La tragedia griega ofrece uno de los mejores retratos de la sociedad contemporánea, decía el dramaturgo alemán Heiner Müller; de ahí su carácter intemporal.
El mito se convierte en símbolo y, como tal, posee distintos planos de significación.
En la puesta en escena de Elektra 25 nada es indiferente, cada elemento es una señal. El juego con las bañeras de metal codifica el cuchillo que nos hiere, representa la destrucción de la sociedad, y se transforma en útero, ataúd, o tambor; sus sonidos dolientes se ensamblan al discurso e imagen para ofrecernos un espectáculo cuyo diseño es un catálogo de emociones sobre la condición humana.
Elektra, «un animal salvaje con el abdomen hueco», es ella misma y además necesita del otro para ser. Alberga un dialogo latente con lo más desgarrado de su interior revelando la intensidad y el tránsito por las sombras que invaden nuestros sentidos. Custodia los valores del linaje donde la justicia tiene una esencia divina y arrastra al héroe al deber sagrado de vengador.

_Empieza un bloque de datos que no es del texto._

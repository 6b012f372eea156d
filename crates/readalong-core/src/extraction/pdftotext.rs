use crate::error::ReadAlongError;
use crate::extraction::{Extraction, PageGlyphs, PdfExtractor};
use crate::geometry::Rect;
use crate::model::PositionedGlyph;
use quick_xml::events::{BytesStart, Event};
use quick_xml::Reader;
use std::io::Write;
use std::path::Path;
use std::process::Command;
use tracing::debug;

/// PDF extraction backend using pdftotext (from poppler-utils).
///
/// The logical text comes from a plain `pdftotext` run, word geometry from
/// `pdftotext -bbox`. pdftotext reports words rather than glyphs, so each
/// word is spread evenly over its characters and followed by a blank glyph;
/// the word box builder then reconstructs the original word rectangles.
pub struct PdftotextExtractor {
    program: String,
}

impl PdftotextExtractor {
    pub fn new() -> Self {
        Self::with_program("pdftotext")
    }

    /// Use a pdftotext binary at a non-default name or path.
    pub fn with_program(program: impl Into<String>) -> Self {
        PdftotextExtractor {
            program: program.into(),
        }
    }

    /// Whether the configured binary can be started. pdftotext prints its
    /// version banner to stderr and may exit non-zero for `-v`.
    pub fn is_available(&self) -> bool {
        Command::new(&self.program)
            .arg("-v")
            .output()
            .map(|o| o.status.success() || !o.stderr.is_empty())
            .unwrap_or(false)
    }

    /// Fail early with [`ReadAlongError::PdftotextNotFound`] when the
    /// binary is missing, before any PDF is read.
    pub fn ensure_available(&self) -> Result<(), ReadAlongError> {
        if self.is_available() {
            Ok(())
        } else {
            Err(ReadAlongError::PdftotextNotFound)
        }
    }
}

impl Default for PdftotextExtractor {
    fn default() -> Self {
        Self::new()
    }
}

impl PdfExtractor for PdftotextExtractor {
    fn extract(&self, pdf_bytes: &[u8]) -> Result<Extraction, ReadAlongError> {
        let mut tmpfile =
            tempfile::NamedTempFile::new().map_err(|e| ReadAlongError::Extraction(e.to_string()))?;
        tmpfile
            .write_all(pdf_bytes)
            .map_err(|e| ReadAlongError::Extraction(e.to_string()))?;
        let tmp_path = tmpfile.path().to_path_buf();

        let full_text = run_pdftotext(&self.program, &["-enc", "UTF-8"], &tmp_path)?;
        let xhtml = run_pdftotext(&self.program, &["-enc", "UTF-8", "-bbox"], &tmp_path)?;
        let pages = parse_bbox_xhtml(&xhtml)?;
        debug!(
            pages = pages.len(),
            text_bytes = full_text.len(),
            "pdftotext extraction done"
        );

        Ok(Extraction {
            full_text,
            page_count: pages.len(),
            pages,
        })
    }

    fn backend_name(&self) -> &str {
        "pdftotext"
    }
}

fn run_pdftotext(program: &str, args: &[&str], pdf_path: &Path) -> Result<String, ReadAlongError> {
    let output = Command::new(program)
        .args(args)
        .arg(pdf_path)
        .arg("-") // output to stdout
        .output()
        .map_err(|e| {
            if e.kind() == std::io::ErrorKind::NotFound {
                ReadAlongError::PdftotextNotFound
            } else {
                ReadAlongError::Extraction(format!("pdftotext {} failed: {}", args.join(" "), e))
            }
        })?;

    if !output.status.success() {
        let code = output.status.code().unwrap_or(-1);
        let stderr = String::from_utf8_lossy(&output.stderr).to_string();
        return Err(ReadAlongError::PdftotextFailed { code, stderr });
    }

    Ok(String::from_utf8_lossy(&output.stdout).into_owned())
}

#[derive(Debug, Default)]
struct WordTag {
    rect: Option<Rect>,
    text: String,
}

/// Parse `pdftotext -bbox` XHTML into per-page glyph runs.
fn parse_bbox_xhtml(xhtml: &str) -> Result<Vec<PageGlyphs>, ReadAlongError> {
    let mut reader = Reader::from_str(xhtml);
    reader.config_mut().trim_text(true);

    let mut pages: Vec<PageGlyphs> = Vec::new();
    let mut word: Option<WordTag> = None;

    loop {
        let event = reader
            .read_event()
            .map_err(|e| ReadAlongError::Extraction(format!("bad pdftotext -bbox output: {e}")))?;

        match event {
            Event::Start(tag) => match tag.local_name().as_ref() {
                b"page" => pages.push(PageGlyphs {
                    page: pages.len(),
                    glyphs: Vec::new(),
                }),
                b"word" => {
                    word = Some(WordTag {
                        rect: parse_word_rect(&tag)?,
                        text: String::new(),
                    });
                }
                _ => {}
            },
            Event::Text(text) => {
                if let Some(w) = word.as_mut() {
                    let decoded = text.unescape().map_err(|e| {
                        ReadAlongError::Extraction(format!("bad word text in -bbox output: {e}"))
                    })?;
                    w.text.push_str(&decoded);
                }
            }
            Event::End(tag) if tag.local_name().as_ref() == b"word" => {
                if let (Some(w), Some(page)) = (word.take(), pages.last_mut()) {
                    push_word_glyphs(page, &w);
                }
            }
            Event::Eof => break,
            _ => {}
        }
    }

    Ok(pages)
}

fn parse_word_rect(tag: &BytesStart<'_>) -> Result<Option<Rect>, ReadAlongError> {
    let (mut x_min, mut y_min, mut x_max, mut y_max) = (None, None, None, None);

    for attr in tag.attributes() {
        let attr = attr.map_err(|e| ReadAlongError::Extraction(format!("bad word attribute: {e}")))?;
        let value = attr
            .unescape_value()
            .map_err(|e| ReadAlongError::Extraction(format!("bad word attribute: {e}")))?;
        let parsed = value.trim().parse::<f32>().ok();
        match attr.key.as_ref() {
            b"xMin" => x_min = parsed,
            b"yMin" => y_min = parsed,
            b"xMax" => x_max = parsed,
            b"yMax" => y_max = parsed,
            _ => {}
        }
    }

    Ok(match (x_min, y_min, x_max, y_max) {
        (Some(l), Some(t), Some(r), Some(b)) => Some(Rect::new(l, t, r, b)),
        _ => None,
    })
}

fn push_word_glyphs(page: &mut PageGlyphs, word: &WordTag) {
    let Some(rect) = word.rect else {
        return;
    };
    let chars: Vec<char> = word.text.trim().chars().collect();
    if chars.is_empty() {
        return;
    }

    let step = rect.width() / chars.len() as f32;
    for (i, &c) in chars.iter().enumerate() {
        let left = rect.left + step * i as f32;
        let right = if i + 1 == chars.len() {
            rect.right
        } else {
            left + step
        };
        page.glyphs.push(PositionedGlyph::new(
            page.page,
            c,
            Rect::new(left, rect.top, right, rect.bottom),
        ));
    }
    page.glyphs.push(PositionedGlyph::new(
        page.page,
        ' ',
        Rect::new(rect.right, rect.top, rect.right, rect.bottom),
    ));
}

#[cfg(test)]
mod tests {
    use super::*;
    use crate::extraction::Extraction;

    const SAMPLE: &str = r#"<!DOCTYPE html PUBLIC "-//W3C//DTD XHTML 1.0 Transitional//EN" "http://www.w3.org/TR/xhtml1/DTD/xhtml1-transitional.dtd">
<html xmlns="http://www.w3.org/1999/xhtml">
<head>
<title></title>
<meta name="Producer" content="LibreOffice"/>
</head>
<body>
<doc>
  <page width="612.000000" height="792.000000">
    <word xMin="72.000000" yMin="70.000000" xMax="100.000000" yMax="82.000000">Hello</word>
    <word xMin="104.000000" yMin="70.000000" xMax="140.000000" yMax="82.000000">world.</word>
  </page>
  <page width="612.000000" height="792.000000">
    <word xMin="72.000000" yMin="90.000000" xMax="110.000000" yMax="102.000000">Fish&amp;chips</word>
  </page>
</doc>
</body>
</html>
"#;

    #[test]
    fn test_missing_binary_is_reported_up_front() {
        let extractor = PdftotextExtractor::with_program("pdftotext-not-installed-here");
        assert!(!extractor.is_available());
        assert!(matches!(
            extractor.ensure_available(),
            Err(ReadAlongError::PdftotextNotFound)
        ));
        assert!(matches!(
            extractor.extract(b"%PDF-1.4"),
            Err(ReadAlongError::PdftotextNotFound)
        ));
    }

    #[test]
    fn test_parse_bbox_pages_and_words() {
        let pages = parse_bbox_xhtml(SAMPLE).unwrap();
        assert_eq!(pages.len(), 2);
        assert_eq!(pages[0].page, 0);
        // "Hello" + blank + "world." + blank
        assert_eq!(pages[0].glyphs.len(), 13);
        assert!(pages[1].glyphs.iter().all(|g| g.page == 1));
    }

    #[test]
    fn test_glyphs_rebuild_word_rects() {
        let pages = parse_bbox_xhtml(SAMPLE).unwrap();
        let extraction = Extraction {
            full_text: String::new(),
            page_count: pages.len(),
            pages,
        };
        let words = extraction.word_boxes();
        let texts: Vec<&str> = words.iter().map(|w| w.text.as_str()).collect();
        assert_eq!(texts, vec!["Hello", "world.", "Fish&chips"]);
        assert_eq!(words[0].rect, Rect::new(72.0, 70.0, 100.0, 82.0));
        assert_eq!(words[1].rect, Rect::new(104.0, 70.0, 140.0, 82.0));
        assert_eq!(words[2].page, 1);
    }

    #[test]
    fn test_word_without_bbox_is_skipped() {
        let xml = r#"<doc><page><word xMin="1" yMin="2">Broken</word><word xMin="1" yMin="2" xMax="9" yMax="8">ok</word></page></doc>"#;
        let pages = parse_bbox_xhtml(xml).unwrap();
        assert_eq!(pages[0].glyphs.len(), 3);
    }

    #[test]
    fn test_empty_document() {
        let pages = parse_bbox_xhtml("<doc><page></page></doc>").unwrap();
        assert_eq!(pages.len(), 1);
        assert!(pages[0].glyphs.is_empty());
    }
}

Lo escuchamos en las voces corales: Es preciso deslizar algunas dulces palabras en los oídos de este hombre para que se lance imprudentemente en el combate oculto de la justicia.

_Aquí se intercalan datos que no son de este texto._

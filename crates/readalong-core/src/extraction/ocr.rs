use crate::error::ReadAlongError;
use crate::geometry::Rect;
use crate::model::WordBox;
use std::io::Write;
use std::path::Path;
use std::process::Command;
use tracing::{debug, info};

pub const DEFAULT_OCR_DPI: u32 = 150;

/// A rasterized page as PNG bytes.
#[derive(Debug, Clone)]
pub struct PageRaster {
    pub page: usize,
    pub dpi: u32,
    pub png: Vec<u8>,
}

impl PageRaster {
    /// Factor converting raster pixels to page points.
    pub fn points_per_pixel(&self) -> f32 {
        72.0 / self.dpi.max(1) as f32
    }
}

/// A recognized word with its rectangle in raster pixels.
#[derive(Debug, Clone, PartialEq)]
pub struct OcrFragment {
    pub text: String,
    pub rect: Rect,
}

pub trait PageRenderer: Send + Sync {
    fn render(&self, page: usize) -> Result<PageRaster, ReadAlongError>;
}

pub trait OcrEngine: Send + Sync {
    fn recognize(&self, page: usize, raster: &PageRaster) -> Result<Vec<OcrFragment>, ReadAlongError>;

    fn backend_name(&self) -> &str;
}

/// Renderer and recognizer pair used when extraction finds no glyphs.
pub struct OcrFallback {
    pub renderer: Box<dyn PageRenderer>,
    pub engine: Box<dyn OcrEngine>,
}

impl OcrFallback {
    pub fn new(renderer: Box<dyn PageRenderer>, engine: Box<dyn OcrEngine>) -> Self {
        OcrFallback { renderer, engine }
    }

    /// Recognize every page, in page order, into word boxes in page points.
    pub fn word_boxes(&self, page_count: usize) -> Result<Vec<WordBox>, ReadAlongError> {
        let mut out = Vec::new();
        for page in 0..page_count {
            let raster = self.renderer.render(page)?;
            let scale = raster.points_per_pixel();
            let fragments = self.engine.recognize(page, &raster)?;
            debug!(page, words = fragments.len(), "OCR page recognized");

            out.extend(
                fragments
                    .into_iter()
                    .filter(|f| !f.text.trim().is_empty())
                    .map(|f| WordBox {
                        page,
                        text: f.text.trim().to_string(),
                        rect: f.rect.scaled(scale),
                    }),
            );
        }
        info!(
            engine = self.engine.backend_name(),
            pages = page_count,
            words = out.len(),
            "OCR fallback finished"
        );
        Ok(out)
    }
}

/// Logical text reconstructed from OCR words: spaces within a page,
/// newlines between pages.
pub fn ocr_text(words: &[WordBox]) -> String {
    let mut text = String::new();
    let mut current_page = None;
    for w in words {
        match current_page {
            Some(p) if p == w.page => text.push(' '),
            Some(_) => text.push('\n'),
            None => {}
        }
        text.push_str(&w.text);
        current_page = Some(w.page);
    }
    text
}

/// Page rasterizer using pdftoppm (from poppler-utils).
pub struct PdftoppmRenderer {
    pdf: tempfile::NamedTempFile,
    dpi: u32,
}

impl PdftoppmRenderer {
    pub fn new(pdf_bytes: &[u8], dpi: u32) -> Result<Self, ReadAlongError> {
        let mut pdf = tempfile::NamedTempFile::new()?;
        pdf.write_all(pdf_bytes)?;
        Ok(PdftoppmRenderer { pdf, dpi })
    }
}

impl PageRenderer for PdftoppmRenderer {
    fn render(&self, page: usize) -> Result<PageRaster, ReadAlongError> {
        let out_dir = tempfile::tempdir()?;
        let prefix = out_dir.path().join("page");
        let page_number = (page + 1).to_string();

        let output = Command::new("pdftoppm")
            .arg("-png")
            .arg("-singlefile")
            .args(["-r", &self.dpi.to_string()])
            .args(["-f", &page_number, "-l", &page_number])
            .arg(self.pdf.path())
            .arg(&prefix)
            .output()
            .map_err(|e| {
                if e.kind() == std::io::ErrorKind::NotFound {
                    ReadAlongError::OcrToolNotFound("pdftoppm".into())
                } else {
                    ReadAlongError::Render {
                        page,
                        reason: e.to_string(),
                    }
                }
            })?;

        if !output.status.success() {
            return Err(ReadAlongError::Render {
                page,
                reason: String::from_utf8_lossy(&output.stderr).trim().to_string(),
            });
        }

        let png = std::fs::read(prefix.with_extension("png")).map_err(|e| ReadAlongError::Render {
            page,
            reason: e.to_string(),
        })?;

        Ok(PageRaster {
            page,
            dpi: self.dpi,
            png,
        })
    }
}

/// OCR backend running the tesseract CLI with TSV output.
pub struct TesseractOcr {
    language: String,
}

impl TesseractOcr {
    pub fn new(language: impl Into<String>) -> Self {
        TesseractOcr {
            language: language.into(),
        }
    }

    fn run(&self, page: usize, image: &Path) -> Result<String, ReadAlongError> {
        let output = Command::new("tesseract")
            .arg(image)
            .arg("stdout")
            .args(["-l", &self.language])
            .arg("tsv")
            .output()
            .map_err(|e| {
                if e.kind() == std::io::ErrorKind::NotFound {
                    ReadAlongError::OcrToolNotFound("tesseract".into())
                } else {
                    ReadAlongError::Ocr {
                        page,
                        reason: e.to_string(),
                    }
                }
            })?;

        if !output.status.success() {
            return Err(ReadAlongError::Ocr {
                page,
                reason: String::from_utf8_lossy(&output.stderr).trim().to_string(),
            });
        }
        Ok(String::from_utf8_lossy(&output.stdout).into_owned())
    }
}

impl Default for TesseractOcr {
    fn default() -> Self {
        Self::new("eng")
    }
}

impl OcrEngine for TesseractOcr {
    fn recognize(&self, page: usize, raster: &PageRaster) -> Result<Vec<OcrFragment>, ReadAlongError> {
        let mut image = tempfile::Builder::new().suffix(".png").tempfile()?;
        image.write_all(&raster.png)?;
        let tsv = self.run(page, image.path())?;
        Ok(parse_tesseract_tsv(&tsv))
    }

    fn backend_name(&self) -> &str {
        "tesseract"
    }
}

/// Word-level rows (level 5) with a non-negative confidence.
fn parse_tesseract_tsv(tsv: &str) -> Vec<OcrFragment> {
    let mut out = Vec::new();

    for line in tsv.lines().skip(1) {
        let cols: Vec<&str> = line.splitn(12, '\t').collect();
        if cols.len() < 12 || cols[0] != "5" {
            continue;
        }

        let conf: f32 = cols[10].trim().parse().unwrap_or(-1.0);
        let text = cols[11].trim();
        if conf < 0.0 || text.is_empty() {
            continue;
        }

        let nums: Option<Vec<f32>> = cols[6..10].iter().map(|c| c.trim().parse().ok()).collect();
        if let Some([left, top, width, height]) = nums.as_deref() {
            out.push(OcrFragment {
                text: text.to_string(),
                rect: Rect::new(*left, *top, left + width, top + height),
            });
        }
    }

    out
}

#[cfg(test)]
mod tests {
    use super::*;
    use std::sync::Mutex;

    const TSV: &str = "level\tpage_num\tblock_num\tpar_num\tline_num\tword_num\tleft\ttop\twidth\theight\tconf\ttext
1\t1\t0\t0\t0\t0\t0\t0\t1275\t1650\t-1\t
4\t1\t1\t1\t1\t0\t150\t200\t400\t40\t-1\t
5\t1\t1\t1\t1\t1\t150\t200\t120\t40\t96.3\tScanned
5\t1\t1\t1\t1\t2\t290\t200\t80\t40\t91\ttext.
5\t1\t1\t1\t1\t3\t380\t200\t10\t40\t-1\t
";

    #[test]
    fn test_parse_tesseract_tsv() {
        let frags = parse_tesseract_tsv(TSV);
        assert_eq!(frags.len(), 2);
        assert_eq!(frags[0].text, "Scanned");
        assert_eq!(frags[0].rect, Rect::new(150.0, 200.0, 270.0, 240.0));
        assert_eq!(frags[1].text, "text.");
    }

    struct FakeRenderer {
        rendered: Mutex<Vec<usize>>,
    }

    impl PageRenderer for FakeRenderer {
        fn render(&self, page: usize) -> Result<PageRaster, ReadAlongError> {
            self.rendered.lock().unwrap().push(page);
            Ok(PageRaster {
                page,
                dpi: 144,
                png: Vec::new(),
            })
        }
    }

    struct FakeOcr;

    impl OcrEngine for FakeOcr {
        fn recognize(&self, page: usize, _raster: &PageRaster) -> Result<Vec<OcrFragment>, ReadAlongError> {
            if page == 1 {
                return Ok(vec![OcrFragment {
                    text: "  ".into(),
                    rect: Rect::new(0.0, 0.0, 1.0, 1.0),
                }]);
            }
            Ok(vec![
                OcrFragment {
                    text: format!("page{page}"),
                    rect: Rect::new(200.0, 100.0, 400.0, 140.0),
                },
                OcrFragment {
                    text: "end.".into(),
                    rect: Rect::new(420.0, 100.0, 500.0, 140.0),
                },
            ])
        }

        fn backend_name(&self) -> &str {
            "fake"
        }
    }

    #[test]
    fn test_fallback_scales_to_points_and_keeps_page_order() {
        let renderer = FakeRenderer {
            rendered: Mutex::new(Vec::new()),
        };
        let fallback = OcrFallback::new(Box::new(renderer), Box::new(FakeOcr));
        let words = fallback.word_boxes(3).unwrap();

        let texts: Vec<&str> = words.iter().map(|w| w.text.as_str()).collect();
        assert_eq!(texts, vec!["page0", "end.", "page2", "end."]);
        // 144 dpi: half a point per pixel.
        assert_eq!(words[0].rect, Rect::new(100.0, 50.0, 200.0, 70.0));
        assert_eq!(words[2].page, 2);
        assert_eq!(ocr_text(&words), "page0 end.\npage2 end.");
    }

    #[test]
    fn test_ocr_text_empty() {
        assert_eq!(ocr_text(&[]), "");
    }
}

Coros y ritmos como santo y seña de Atalaya, cuyos personajes se inclinan y postran en tierra, en esa hondura que clava la carne contra el cielo del que brota un reguero de sangre.
Esta sólida compañía nos ofrece una sucesión de escenas, cuya belleza extraordinaria y terrible es una danza de antorchas en el aire. Su luz perpetúa la venganza en la familia de los Atridas.

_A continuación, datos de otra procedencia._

use readalong_core::error::ReadAlongError;
use readalong_core::model::ReaderSettings;

use crate::output;

pub fn run() -> Result<(), ReadAlongError> {
    output::json::print(&ReaderSettings::default())
}
use serde::{Deserialize, Serialize};

/// Axis-aligned rectangle in page-local coordinates.
///
/// Origin is the top-left corner of the page and y grows downward, matching
/// how pages are rendered. `left <= right` and `top <= bottom` always hold for
/// rectangles built through [`Rect::new`] or [`Rect::union`].
#[derive(Debug, Clone, Copy, PartialEq, Serialize, Deserialize)]
pub struct Rect {
    pub left: f32,
    pub top: f32,
    pub right: f32,
    pub bottom: f32,
}

impl Rect {
    /// Build a rectangle from two opposite corners, in any order.
    pub fn new(left: f32, top: f32, right: f32, bottom: f32) -> Self {
        Rect {
            left: left.min(right),
            top: top.min(bottom),
            right: left.max(right),
            bottom: top.max(bottom),
        }
    }

    pub fn width(&self) -> f32 {
        self.right - self.left
    }

    pub fn height(&self) -> f32 {
        self.bottom - self.top
    }

    pub fn center(&self) -> (f32, f32) {
        (
            (self.left + self.right) / 2.0,
            (self.top + self.bottom) / 2.0,
        )
    }

    /// Tightest rectangle enclosing both `self` and `other`.
    pub fn union(&self, other: &Rect) -> Rect {
        Rect {
            left: self.left.min(other.left),
            top: self.top.min(other.top),
            right: self.right.max(other.right),
            bottom: self.bottom.max(other.bottom),
        }
    }

    /// Union of a set of rectangles. `None` for an empty set.
    pub fn union_all<'a, I>(rects: I) -> Option<Rect>
    where
        I: IntoIterator<Item = &'a Rect>,
    {
        rects
            .into_iter()
            .fold(None, |acc: Option<Rect>, r| match acc {
                Some(u) => Some(u.union(r)),
                None => Some(*r),
            })
    }

    /// Scale every coordinate by `factor` (e.g. raster pixels to page points).
    pub fn scaled(&self, factor: f32) -> Rect {
        Rect::new(
            self.left * factor,
            self.top * factor,
            self.right * factor,
            self.bottom * factor,
        )
    }
}

#[cfg(test)]
mod tests {
    use super::*;

    #[test]
    fn test_new_normalizes_corners() {
        let r = Rect::new(30.0, 40.0, 10.0, 20.0);
        assert_eq!(r, Rect::new(10.0, 20.0, 30.0, 40.0));
        assert_eq!(r.width(), 20.0);
        assert_eq!(r.height(), 20.0);
    }

    #[test]
    fn test_union_all() {
        let rects = [
            Rect::new(10.0, 10.0, 20.0, 20.0),
            Rect::new(5.0, 15.0, 12.0, 30.0),
            Rect::new(18.0, 8.0, 40.0, 12.0),
        ];
        let u = Rect::union_all(&rects).unwrap();
        assert_eq!(u, Rect::new(5.0, 8.0, 40.0, 30.0));
        assert_eq!(u.center(), (22.5, 19.0));
    }

    #[test]
    fn test_union_all_empty() {
        assert!(Rect::union_all(&[]).is_none());
    }

    #[test]
    fn test_scaled() {
        let r = Rect::new(0.0, 100.0, 300.0, 150.0).scaled(0.24);
        assert!((r.right - 72.0).abs() < 1e-4);
        assert!((r.top - 24.0).abs() < 1e-4);
    }
}
use crate::error::ReadAlongError;
use crate::extraction::ocr::OcrFallback;
use crate::extraction::PdfExtractor;
use crate::highlight::HighlightPort;
use crate::model::{Document, ReaderSettings};
use crate::scheduler::{Playback, PlaybackHandle, PlaybackReport, PlaybackState, StopSignal};
use crate::speech::SpeechPort;
use std::sync::Arc;
use tokio::sync::watch;
use tracing::{info, warn};

/// Owns the loaded document and at most one active playback. Starting,
/// opening another document and closing all cancel the active run first.
pub struct ReaderSession {
    document: Option<Arc<Document>>,
    playback: Option<PlaybackHandle>,
    settings: watch::Sender<ReaderSettings>,
    speech: Arc<dyn SpeechPort>,
    highlight: Arc<dyn HighlightPort>,
}

impl ReaderSession {
    pub fn new(
        settings: ReaderSettings,
        speech: Arc<dyn SpeechPort>,
        highlight: Arc<dyn HighlightPort>,
    ) -> Self {
        let (settings, _) = watch::channel(settings.clamped());
        ReaderSession {
            document: None,
            playback: None,
            settings,
            speech,
            highlight,
        }
    }

    pub fn document(&self) -> Option<&Arc<Document>> {
        self.document.as_ref()
    }

    pub fn settings(&self) -> ReaderSettings {
        *self.settings.borrow()
    }

    /// Replace the settings. A running playback picks the change up at its
    /// next unit; the per-word delay stays as computed at run start.
    pub fn update_settings(&self, settings: ReaderSettings) {
        self.settings.send_replace(settings.clamped());
    }

    pub fn state(&self) -> PlaybackState {
        match &self.playback {
            Some(handle) if !handle.is_finished() => handle.state(),
            _ => PlaybackState::Idle,
        }
    }

    /// Extract a document off the async runtime and make it current.
    ///
    /// Any active playback is cancelled and the previous document dropped
    /// before extraction starts. On failure no document is loaded.
    pub async fn open(
        &mut self,
        pdf_bytes: Vec<u8>,
        extractor: Arc<dyn PdfExtractor>,
        ocr: Option<Arc<OcrFallback>>,
    ) -> Result<Arc<Document>, ReadAlongError> {
        self.close().await;

        let document = tokio::task::spawn_blocking(move || {
            crate::analyze_pdf(&pdf_bytes, extractor.as_ref(), ocr.as_deref())
        })
        .await
        .map_err(|e| ReadAlongError::Extraction(format!("extraction task failed: {e}")))??;

        Ok(self.publish(document))
    }

    /// Make an already analyzed document current.
    pub async fn load(&mut self, document: Document) -> Arc<Document> {
        self.close().await;
        self.publish(document)
    }

    fn publish(&mut self, document: Document) -> Arc<Document> {
        info!(
            pages = document.page_count,
            sentences = document.sentences.len(),
            word_boxes = document.word_boxes.len(),
            source = %document.geometry_source,
            "document loaded"
        );
        let document = Arc::new(document);
        self.document = Some(Arc::clone(&document));
        document
    }

    /// Stop playback and drop the current document.
    pub async fn close(&mut self) {
        self.stop().await;
        self.document = None;
    }

    /// Start reading from the first sentence, cancelling any active run.
    pub async fn start(&mut self) -> Result<StopSignal, ReadAlongError> {
        let document = self.document.clone().ok_or(ReadAlongError::NoDocument)?;
        self.stop().await;

        let handle = Playback::new(
            document,
            self.settings.subscribe(),
            Arc::clone(&self.speech),
            Arc::clone(&self.highlight),
        )
        .start();
        let stop = handle.stop_signal();
        self.playback = Some(handle);
        Ok(stop)
    }

    /// Cancel the active run and wait for it to wind down.
    pub async fn stop(&mut self) -> Option<PlaybackReport> {
        let handle = self.playback.take()?;
        match handle.cancel().await {
            Ok(report) => Some(report),
            Err(e) => {
                warn!(error = %e, "playback ended abnormally");
                None
            }
        }
    }

    /// Wait for the active run to end by itself.
    pub async fn wait(&mut self) -> Option<Result<PlaybackReport, ReadAlongError>> {
        let handle = self.playback.take()?;
        Some(handle.wait().await)
    }
}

Aullidos, llamas, misterios que nos deslumbran e inquietan son los responsables de su eternidad.
Orestes y Elektra no consiguen esa paz que anhelan. Salimos del teatro marcados por un espectáculo que borbotea en nuestros ojos como una revelación pictórica y nos confronta ante el espejo. Quizás Anna Ajmátova nos descubra una pista: Y en el espejo mi doble es tal vez mi contrario.
Mar Blanco,
Concejala de Cultura.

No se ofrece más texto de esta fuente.